There is also a problem of psychological suffering from chronic neglect, intensive confinement in small cages, lack of socialization opportunities or being confined around aggressive or threatening animals that causes cruelty in such situations. A quality of life issue would be a more appropriate way to describe these matters, though quality of life is almost universally absent from existing legislation. Therefore, courts are required to combine expert testimony with standard of living standards. In fact, there are often no statutory standards for animal husbandry. In fact, many laws apply only to specific entities, including pet stores, shelters, kennels, and catteries, whereas individuals such as hoarders have no legal protection.
However, the only way to intervene in hoarding cases is to conduct investigations under cruelty to animals statutes. A humane investigator should oversee such an investigation, or guide it if necessary. This means that the collection of evidence in these cases must be airtight from the start to get a warrant which will be able to stand up and lead either to a conviction or to a favorable negotiated settlement or plea bargain.
If the hoarder is a breeder as well, what happens?
When the animal hoarder down the street is also a breeder, what can be done? It’s obvious the “dog lady” down the street has too many dogs, but what can be done when she is also an animal hoarder? Breeders of purebred dogs need to be very concerned about this issue.
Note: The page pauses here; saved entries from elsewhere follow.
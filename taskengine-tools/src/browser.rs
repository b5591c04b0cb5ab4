//! `browser`: drives the sandbox's headless-browser service.

use std::sync::Arc;

use async_trait::async_trait;
use serde_json::{json, Value};
use taskengine_types::{Artifact, ArtifactKind, DurationMs, StepResult};

use taskengine_registry::{ToolContext, ToolHandler};
use taskengine_sandbox::{BrowserAction, SandboxManager};

/// `{action, url, selector?, instructions?, timeout?}` → result shape
/// depends on `action`: title+text for `read`, a base64 PNG artifact for
/// `screenshot`, a table matrix for `extract_table`, a URL confirmation
/// for `open`/`click`/`fill_form`.
pub struct BrowserTool {
    sandbox: Arc<dyn SandboxManager>,
}

impl BrowserTool {
    /// Construct a browser adapter atop the given sandbox manager.
    pub fn new(sandbox: Arc<dyn SandboxManager>) -> Self {
        Self { sandbox }
    }
}

fn parse_action(arguments: &Value, default_timeout: DurationMs) -> Result<BrowserAction, String> {
    let action = arguments.get("action").and_then(Value::as_str).ok_or("browser: missing required field 'action'")?;
    let url = arguments
        .get("url")
        .and_then(Value::as_str)
        .ok_or("browser: missing required field 'url'")?
        .to_string();
    let timeout = arguments.get("timeout").and_then(Value::as_u64).map(DurationMs::from_millis).unwrap_or(default_timeout);

    Ok(match action {
        "open" => BrowserAction::Open { url, timeout },
        "read" => BrowserAction::Read { url, timeout },
        "screenshot" => BrowserAction::Screenshot { url, timeout },
        "extract_table" => {
            let selector = arguments
                .get("selector")
                .and_then(Value::as_str)
                .ok_or("browser: extract_table requires 'selector'")?
                .to_string();
            BrowserAction::ExtractTable { url, selector, timeout }
        }
        "click" => {
            let selector = arguments
                .get("selector")
                .and_then(Value::as_str)
                .ok_or("browser: click requires 'selector'")?
                .to_string();
            BrowserAction::Click { url, selector, timeout }
        }
        "fill_form" => {
            let instructions = arguments
                .get("instructions")
                .and_then(Value::as_str)
                .ok_or("browser: fill_form requires 'instructions'")?
                .to_string();
            BrowserAction::FillForm { url, instructions, timeout }
        }
        other => return Err(format!("browser: unknown action '{other}'")),
    })
}

#[async_trait]
impl ToolHandler for BrowserTool {
    fn description(&self) -> &str {
        "Drives a headless browser inside the task's sandbox: open, read, screenshot, extract_table, click, fill_form."
    }

    fn input_schema(&self) -> Value {
        json!({
            "type": "object",
            "properties": {
                "action": {"type": "string", "enum": ["open", "read", "screenshot", "extract_table", "click", "fill_form"]},
                "url": {"type": "string"},
                "selector": {"type": "string"},
                "instructions": {"type": "string"},
                "timeout": {"type": "integer", "description": "milliseconds"}
            },
            "required": ["action", "url"]
        })
    }

    async fn invoke(&self, arguments: Value, ctx: &ToolContext) -> StepResult {
        let action = match parse_action(&arguments, ctx.default_timeout) {
            Ok(action) => action,
            Err(e) => return StepResult::failure(e),
        };

        tracing::debug!(sandbox = %ctx.sandbox_id, action = action.tag(), url = %action.url(), "taskengine.tools.browser.invoke");

        let result = match self.sandbox.execute_browser(&ctx.sandbox_id, action.clone()).await {
            Ok(result) => result,
            Err(e) => return StepResult::failure(format!("browser: sandbox call failed: {e}")),
        };

        if !result.success {
            return StepResult::failure(result.error.unwrap_or_else(|| "browser: action failed".to_string()));
        }

        match action {
            BrowserAction::Read { .. } => {
                let text = result.text.clone().unwrap_or_default();
                StepResult::success(text).with_metadata(json!({"title": result.title, "url": result.url}))
            }
            BrowserAction::Screenshot { .. } => {
                let data = result.screenshot_base64.clone().unwrap_or_default();
                StepResult::success("captured screenshot").with_artifacts(vec![Artifact {
                    kind: ArtifactKind::Data,
                    path: None,
                    url: result.url.clone(),
                    content: Some(data),
                    metadata: json!({"format": "png;base64"}),
                }])
            }
            BrowserAction::ExtractTable { .. } => {
                let table = result.table.clone().unwrap_or_default();
                StepResult::success(format!("extracted {} rows", table.len()))
                    .with_metadata(json!({"table": table, "url": result.url}))
            }
            BrowserAction::Open { .. } | BrowserAction::Click { .. } | BrowserAction::FillForm { .. } => {
                StepResult::success(format!("ok: {}", result.url.unwrap_or_default()))
            }
        }
    }
}

#[cfg(test)]
mod tests {
    use super::*;
    use taskengine_sandbox_ref::ReferenceSandboxManager;
    use taskengine_types::{DurationMs, SandboxId, TaskId};
    use tokio_util::sync::CancellationToken;

    async fn sandbox_with_ctx() -> (Arc<dyn SandboxManager>, ToolContext) {
        let mgr: Arc<dyn SandboxManager> = Arc::new(ReferenceSandboxManager::new());
        let id = SandboxId::new("sbx-browser-test");
        mgr.create(&id, &Default::default(), &CancellationToken::new()).await.unwrap();
        let ctx = ToolContext::new(id.clone(), TaskId::new("t"), DurationMs::from_secs(5));
        (mgr, ctx)
    }

    #[tokio::test]
    async fn read_action_returns_text() {
        let (mgr, ctx) = sandbox_with_ctx().await;
        let tool = BrowserTool::new(mgr);
        let result = tool.invoke(json!({"action": "read", "url": "https://example.com"}), &ctx).await;
        assert!(result.success);
        assert!(!result.output.is_empty());
    }

    #[tokio::test]
    async fn extract_table_without_selector_fails() {
        let (mgr, ctx) = sandbox_with_ctx().await;
        let tool = BrowserTool::new(mgr);
        let result = tool.invoke(json!({"action": "extract_table", "url": "https://example.com"}), &ctx).await;
        assert!(!result.success);
    }

    #[tokio::test]
    async fn unknown_action_fails() {
        let (mgr, ctx) = sandbox_with_ctx().await;
        let tool = BrowserTool::new(mgr);
        let result = tool.invoke(json!({"action": "teleport", "url": "https://example.com"}), &ctx).await;
        assert!(!result.success);
    }

    #[test]
    fn parse_action_uses_explicit_timeout_over_the_context_default() {
        let action = parse_action(
            &json!({"action": "open", "url": "https://example.com", "timeout": 9000}),
            DurationMs::from_secs(5),
        )
        .unwrap();
        assert_eq!(action.timeout(), DurationMs::from_millis(9000));
    }

    #[test]
    fn parse_action_falls_back_to_the_context_default_timeout() {
        let action = parse_action(&json!({"action": "open", "url": "https://example.com"}), DurationMs::from_secs(5)).unwrap();
        assert_eq!(action.timeout(), DurationMs::from_secs(5));
    }
}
Those who are well dressed, polite, and well spoken can easily pass for normal people, giving them the opportunity to conceal their secret. People are not allowed access to hoarders’ houses or kennels in the majority of cases. The appearance of hoarders at public dog events can be charming on the surface. A misinformed population may enable hoarders to continue their fall into mental illness and cruelty due to their lack of understanding of animal hoarding.
Animal hoarding often isn’t apparent until one visits the home of a hoarder and sees how filthy the living conditions are. It is often necessary to burn down or bulldoze the homes of animal hoarders because they are so appalling. When placing a dog into the care of a breeder or rescue group, reputable organizations will not only conduct extensive interviews, but also make a visit to the premises for them to ensure that the animal will not be taken by a hoarder.
Even though the general public is unaware of animal hoarding, it is an extremely serious mental illness that impacts entire communities and takes the greatest toll on its victims. Despite living in abominable conditions and causing their animals to suffer horribly, hoarders manage to appear as intriguing and worthwhile members of society. There are no effective medical treatments available for animal hoarding, since the law is antiquated and ill-equipped to handle the situation.
The legal system fails to monitor the activities of hoarders, so even if they are convicted, they will most likely hoard again. All of us who care for our animals have a responsibility to prevent and stop hoarding. Keeping eyes and ears open within the community for signs of hoarders is vital; we must update the laws and stiffen penalties for convicted hoarders. Hoarders must also be closed down according to specific, well-documented steps when suspected.